Not quite horror (despite some gore), but certainly plenty scary in parts, Monsterland was a great read.

First off, I have to say this: author Michael Phillip Cash has serious writing chops. From the first line I was plunged into the story with his clear, vivid descriptions and interesting scenes. The characters were so clearly drawn I felt as if I sat right there with them on the couch in the home watching the TV. I was really impressed.

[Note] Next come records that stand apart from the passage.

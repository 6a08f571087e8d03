// Copyright Amazon.com, Inc. or its affiliates. All Rights Reserved.
// SPDX-License-Identifier: Apache-2.0

use std::collections::VecDeque;

/// Allocates cyclic 8-bit sequence numbers within a bounded window
///
/// Numbers are handed out in order and the window only slides once the
/// oldest outstanding number is released.
#[derive(Debug)]
pub struct SequenceNumbers {
    window_size: u8,
    next: u8,
    /// Allocated numbers, oldest first, with their released flag
    in_use: VecDeque<(u8, bool)>,
}

impl SequenceNumbers {
    pub fn new(window_size: u8) -> Self {
        Self {
            window_size,
            next: 0,
            in_use: VecDeque::with_capacity(window_size as usize),
        }
    }

    #[inline]
    pub fn is_available(&self) -> bool {
        self.in_use.len() < self.window_size as usize
    }

    pub fn allocate(&mut self) -> Option<u8> {
        ensure!(self.is_available(), None);
        let value = self.next;
        self.next = self.next.wrapping_add(1);
        self.in_use.push_back((value, false));
        Some(value)
    }

    pub fn release(&mut self, value: u8) {
        if let Some(entry) = self.in_use.iter_mut().find(|(v, _)| *v == value) {
            entry.1 = true;
        }

        while matches!(self.in_use.front(), Some((_, true))) {
            self.in_use.pop_front();
        }
    }

    /// Number of allocated numbers still occupying the window
    #[inline]
    pub fn outstanding(&self) -> usize {
        self.in_use.len()
    }
}
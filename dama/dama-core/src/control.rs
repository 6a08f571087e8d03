// Copyright Amazon.com, Inc. or its affiliates. All Rights Reserved.
// SPDX-License-Identifier: Apache-2.0

//! Control messages exchanged with the medium access control layer

use crate::{address::Address, service::RcIndex};
use core::fmt;
#[cfg(any(test, feature = "generator"))]
use bolero_generator::prelude::*;
use s2n_codec::{
    DecoderBuffer, DecoderBufferResult, DecoderError, DecoderValue, Encoder, EncoderValue,
};

/// Capacity allocation category of a control element
#[derive(Clone, Copy, Debug, PartialEq, Eq, PartialOrd, Ord, Hash)]
#[cfg_attr(any(test, feature = "generator"), derive(TypeGenerator))]
#[repr(u8)]
pub enum Category {
    /// Constant rate assignment
    Cra = 0,
    /// Rate based dynamic capacity
    Rbdc = 1,
    /// Incremental volume based dynamic capacity
    Vbdc = 2,
    /// Absolute volume based dynamic capacity
    Avbdc = 3,
}

impl Category {
    fn from_u8(value: u8) -> Option<Self> {
        Some(match value {
            0 => Self::Cra,
            1 => Self::Rbdc,
            2 => Self::Vbdc,
            3 => Self::Avbdc,
            _ => return None,
        })
    }
}

impl fmt::Display for Category {
    fn fmt(&self, f: &mut fmt::Formatter) -> fmt::Result {
        let name = match self {
            Self::Cra => "CRA",
            Self::Rbdc => "RBDC",
            Self::Vbdc => "VBDC",
            Self::Avbdc => "AVBDC",
        };
        f.write_str(name)
    }
}

/// The demand of one request class in one category
///
/// RBDC values are in kbps, VBDC and AVBDC values in KBytes.
#[derive(Clone, Copy, Debug, PartialEq, Eq)]
#[cfg_attr(any(test, feature = "generator"), derive(TypeGenerator))]
pub struct ControlElement {
    pub rc: RcIndex,
    pub category: Category,
    pub value: u32,
}

/// A capacity request sent from a terminal to the gateway
#[derive(Clone, Debug, Default, PartialEq)]
pub struct CapacityRequest {
    elements: Vec<ControlElement>,
    cno_estimate: Option<f64>,
}

impl CapacityRequest {
    #[inline]
    pub fn add_control_element(&mut self, rc: RcIndex, category: Category, value: u32) {
        self.elements.push(ControlElement {
            rc,
            category,
            value,
        });
    }

    /// Returns true if at least one element requests capacity
    #[inline]
    pub fn has_non_zero_content(&self) -> bool {
        self.elements.iter().any(|e| e.value > 0)
    }

    #[inline]
    pub fn elements(&self) -> &[ControlElement] {
        &self.elements
    }

    #[inline]
    pub fn cno_estimate(&self) -> Option<f64> {
        self.cno_estimate
    }

    #[inline]
    pub fn set_cno_estimate(&mut self, cno: Option<f64>) {
        self.cno_estimate = cno;
    }
}

/// A periodic channel quality report
#[derive(Clone, Copy, Debug, Default, PartialEq)]
pub struct CnoReport {
    pub cno_estimate: Option<f64>,
}

/// Acknowledgement of a single ARQ protected PDU
#[derive(Clone, Copy, Debug, PartialEq, Eq, Hash)]
#[cfg_attr(any(test, feature = "generator"), derive(TypeGenerator))]
pub struct ArqAck {
    pub flow_id: u8,
    pub sequence_number: u8,
}

#[derive(Clone, Debug, PartialEq)]
pub enum Message {
    CapacityRequest(CapacityRequest),
    CnoReport(CnoReport),
    ArqAck(ArqAck),
}

impl From<CapacityRequest> for Message {
    fn from(value: CapacityRequest) -> Self {
        Self::CapacityRequest(value)
    }
}

impl From<CnoReport> for Message {
    fn from(value: CnoReport) -> Self {
        Self::CnoReport(value)
    }
}

impl From<ArqAck> for Message {
    fn from(value: ArqAck) -> Self {
        Self::ArqAck(value)
    }
}

/// Outbound channel for control messages
pub trait Sink {
    fn send(&mut self, message: Message, destination: Address);
}

impl<F: FnMut(Message, Address)> Sink for F {
    #[inline]
    fn send(&mut self, message: Message, destination: Address) {
        (self)(message, destination)
    }
}

const CAPACITY_REQUEST_TAG: u8 = 0x01;
const CNO_REPORT_TAG: u8 = 0x02;
const ARQ_ACK_TAG: u8 = 0x03;

// an absent estimate travels as NaN
#[inline]
fn encode_cno<E: Encoder>(cno: Option<f64>, encoder: &mut E) {
    encoder.encode(&cno.unwrap_or(f64::NAN).to_bits());
}

#[inline]
fn decode_cno(buffer: DecoderBuffer) -> DecoderBufferResult<Option<f64>> {
    let (bits, buffer) = buffer.decode::<u64>()?;
    let cno = f64::from_bits(bits);
    Ok(((!cno.is_nan()).then_some(cno), buffer))
}

impl EncoderValue for Message {
    fn encode<E: Encoder>(&self, encoder: &mut E) {
        match self {
            Self::CapacityRequest(request) => {
                encoder.encode(&CAPACITY_REQUEST_TAG);
                encode_cno(request.cno_estimate, encoder);
                debug_assert!(request.elements.len() <= u8::MAX as usize);
                encoder.encode(&(request.elements.len() as u8));
                for element in &request.elements {
                    encoder.encode(&element.rc);
                    encoder.encode(&(element.category as u8));
                    encoder.encode(&element.value);
                }
            }
            Self::CnoReport(report) => {
                encoder.encode(&CNO_REPORT_TAG);
                encode_cno(report.cno_estimate, encoder);
            }
            Self::ArqAck(ack) => {
                encoder.encode(&ARQ_ACK_TAG);
                encoder.encode(&ack.flow_id);
                encoder.encode(&ack.sequence_number);
            }
        }
    }
}

impl<'a> DecoderValue<'a> for Message {
    fn decode(buffer: DecoderBuffer<'a>) -> DecoderBufferResult<'a, Self> {
        let (tag, buffer) = buffer.decode::<u8>()?;
        match tag {
            CAPACITY_REQUEST_TAG => {
                let (cno_estimate, buffer) = decode_cno(buffer)?;
                let (count, mut buffer) = buffer.decode::<u8>()?;
                let mut elements = Vec::with_capacity(count as usize);
                for _ in 0..count {
                    let (rc, remaining) = buffer.decode::<u8>()?;
                    let (category, remaining) = remaining.decode::<u8>()?;
                    let (value, remaining) = remaining.decode::<u32>()?;
                    let category = Category::from_u8(category)
                        .ok_or(DecoderError::InvariantViolation("invalid category"))?;
                    elements.push(ControlElement {
                        rc,
                        category,
                        value,
                    });
                    buffer = remaining;
                }
                let request = CapacityRequest {
                    elements,
                    cno_estimate,
                };
                Ok((Self::CapacityRequest(request), buffer))
            }
            CNO_REPORT_TAG => {
                let (cno_estimate, buffer) = decode_cno(buffer)?;
                Ok((Self::CnoReport(CnoReport { cno_estimate }), buffer))
            }
            ARQ_ACK_TAG => {
                let (flow_id, buffer) = buffer.decode::<u8>()?;
                let (sequence_number, buffer) = buffer.decode::<u8>()?;
                let ack = ArqAck {
                    flow_id,
                    sequence_number,
                };
                Ok((Self::ArqAck(ack), buffer))
            }
            _ => Err(DecoderError::InvariantViolation("invalid control message tag")),
        }
    }
}

/// Encodes a value into a newly allocated buffer
pub(crate) fn encode_to_vec<T: EncoderValue>(value: &T) -> Vec<u8> {
    let mut bytes = vec![0u8; value.encoding_size()];
    let mut encoder = s2n_codec::EncoderBuffer::new(&mut bytes);
    encoder.encode(value);
    bytes
}

impl Message {
    /// Encodes the message for transmission
    pub fn to_bytes(&self) -> Vec<u8> {
        encode_to_vec(self)
    }

    /// Decodes a message, rejecting trailing bytes
    pub fn from_bytes(bytes: &[u8]) -> Result<Self, DecoderError> {
        let (message, remaining) = DecoderBuffer::new(bytes).decode::<Self>()?;
        remaining.ensure_empty()?;
        Ok(message)
    }
}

The story was interesting. Occasionally scary, occasionally funny, sometimes desperately sad, I was completely engrossed. Is it an unlikely scenario? Absolutely. Most dystopian-type books that I read I’ll nod and think, “Yep, I can see that happening.” but not so much this one. Did that diminish my enjoyment? Not really. But, honestly, that’s mostly because I was so crazy about the characters. There were a few places where I really had to suspend my belief in reality for this, but I didn’t care. I’d have followed Carter and Wyatt anywhere.

The story does start a little slowly, but it sort of had to in order to introduce us to what’s going on…a town that’s on the brink of collapse, a virus that turns people into zombies, a wealthy businessman who’s going to save everyone with his theme park and Carter’s suspicion of the guy’s motives.

I really loved Carter. He’s trying so hard to be a good dad to his step-kids, both of whom are teens so it makes it that much harder for him to connect with them. They have the “you’re not my dad” syndrome, but he doesn’t give up. He’s a great guy. Despite wanting to slap the boys now and then, they grew on me and definitely did some growing up and maturing during the story.

There is some strong language and descriptive gore throughout, so be warned if that’s not your thing. But if it is? You should definitely give this book a go. It was a winner for me, and I’ll be keeping an eye out for more from this author.